(Records for processing begins)
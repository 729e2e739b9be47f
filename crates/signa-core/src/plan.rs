//! Capture plans - how many evidence frames a lesson needs

use std::time::Duration;

/// Spacing between frames of a multi-frame capture
pub const MULTI_FRAME_INTERVAL: Duration = Duration::from_millis(1500);

/// Per-lesson capture configuration
///
/// `frame_count` is at least 1. A single-frame plan always has a zero interval.
#[derive(Debug, Clone, Copy, PartialEq, Eq)]
pub struct CapturePlan {
    frame_count: u32,
    interval: Duration,
}

impl CapturePlan {
    /// Single still, no spacing
    pub const fn single() -> Self {
        Self {
            frame_count: 1,
            interval: Duration::ZERO,
        }
    }

    /// Plan for a frame count using the fixed spacing policy.
    ///
    /// A count of zero is treated as one.
    pub fn from_frame_count(frame_count: u32) -> Self {
        Self::with_interval(frame_count, MULTI_FRAME_INTERVAL)
    }

    /// Plan with explicit spacing; ignored for single-frame plans
    pub fn with_interval(frame_count: u32, interval: Duration) -> Self {
        let frame_count = frame_count.max(1);
        let interval = if frame_count > 1 {
            interval
        } else {
            Duration::ZERO
        };
        Self {
            frame_count,
            interval,
        }
    }

    pub fn frame_count(&self) -> u32 {
        self.frame_count
    }

    pub fn interval(&self) -> Duration {
        self.interval
    }

    pub fn is_sequence(&self) -> bool {
        self.frame_count > 1
    }
}

impl Default for CapturePlan {
    fn default() -> Self {
        Self::single()
    }
}

#[cfg(test)]
mod tests {
    use super::*;

    #[test]
    fn test_single_has_no_interval() {
        let plan = CapturePlan::with_interval(1, Duration::from_secs(9));
        assert_eq!(plan, CapturePlan::single());
        assert!(!plan.is_sequence());
    }

    #[test]
    fn test_multi_frame_policy() {
        let plan = CapturePlan::from_frame_count(3);
        assert_eq!(plan.frame_count(), 3);
        assert_eq!(plan.interval(), Duration::from_millis(1500));
        assert!(plan.is_sequence());
    }

    #[test]
    fn test_zero_frames_is_single() {
        assert_eq!(CapturePlan::from_frame_count(0), CapturePlan::single());
    }
}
(Records for processing ends)
## The task
Your answer must be the full set of entries, copied exactly.

## Answer to the exercise
repository 729e2e739b9be47f
filename crates/signa-core/src/plan.rs
//! Capture plans - how many evidence frames a lesson needs

use std::time::Duration;

/// Spacing between frames of a multi-frame capture
pub const MULTI_FRAME_INTERVAL: Duration = Duration::from_millis(1500);

/// Per-lesson capture configuration
///
/// `frame_count` is at least 1. A single-frame plan always has a zero interval.
#[derive(Debug, Clone, Copy, PartialEq, Eq)]
pub struct CapturePlan {
    frame_count: u32,
    interval: Duration,
}

impl CapturePlan {
    /// Single still, no spacing
    pub const fn single() -> Self {
        Self {
            frame_count: 1,
            interval: Duration::ZERO,
        }
    }

    /// Plan for a frame count using the fixed spacing policy.
    ///
    /// A count of zero is treated as one.
    pub fn from_frame_count(frame_count: u32) -> Self {
        Self::with_interval(frame_count, MULTI_FRAME_INTERVAL)
    }

    /// Plan with explicit spacing; ignored for single-frame plans
    pub fn with_interval(frame_count: u32, interval: Duration) -> Self {
        let frame_count = frame_count.max(1);
        let interval = if frame_count > 1 {
            interval
        } else {
            Duration::ZERO
        };
        Self {
            frame_count,
            interval,
        }
    }

    pub fn frame_count(&self) -> u32 {
        self.frame_count
    }

    pub fn interval(&self) -> Duration {
        self.interval
    }

    pub fn is_sequence(&self) -> bool {
        self.frame_count > 1
    }
}

impl Default for CapturePlan {
    fn default() -> Self {
        Self::single()
    }
}

#[cfg(test)]
mod tests {
    use super::*;

    #[test]
    fn test_single_has_no_interval() {
        let plan = CapturePlan::with_interval(1, Duration::from_secs(9));
        assert_eq!(plan, CapturePlan::single());
        assert!(!plan.is_sequence());
    }

    #[test]
    fn test_multi_frame_policy() {
        let plan = CapturePlan::from_frame_count(3);
        assert_eq!(plan.frame_count(), 3);
        assert_eq!(plan.interval(), Duration::from_millis(1500));
        assert!(plan.is_sequence());
    }

    #[test]
    fn test_zero_frames_is_single() {
        assert_eq!(CapturePlan::from_frame_count(0), CapturePlan::single());
    }
}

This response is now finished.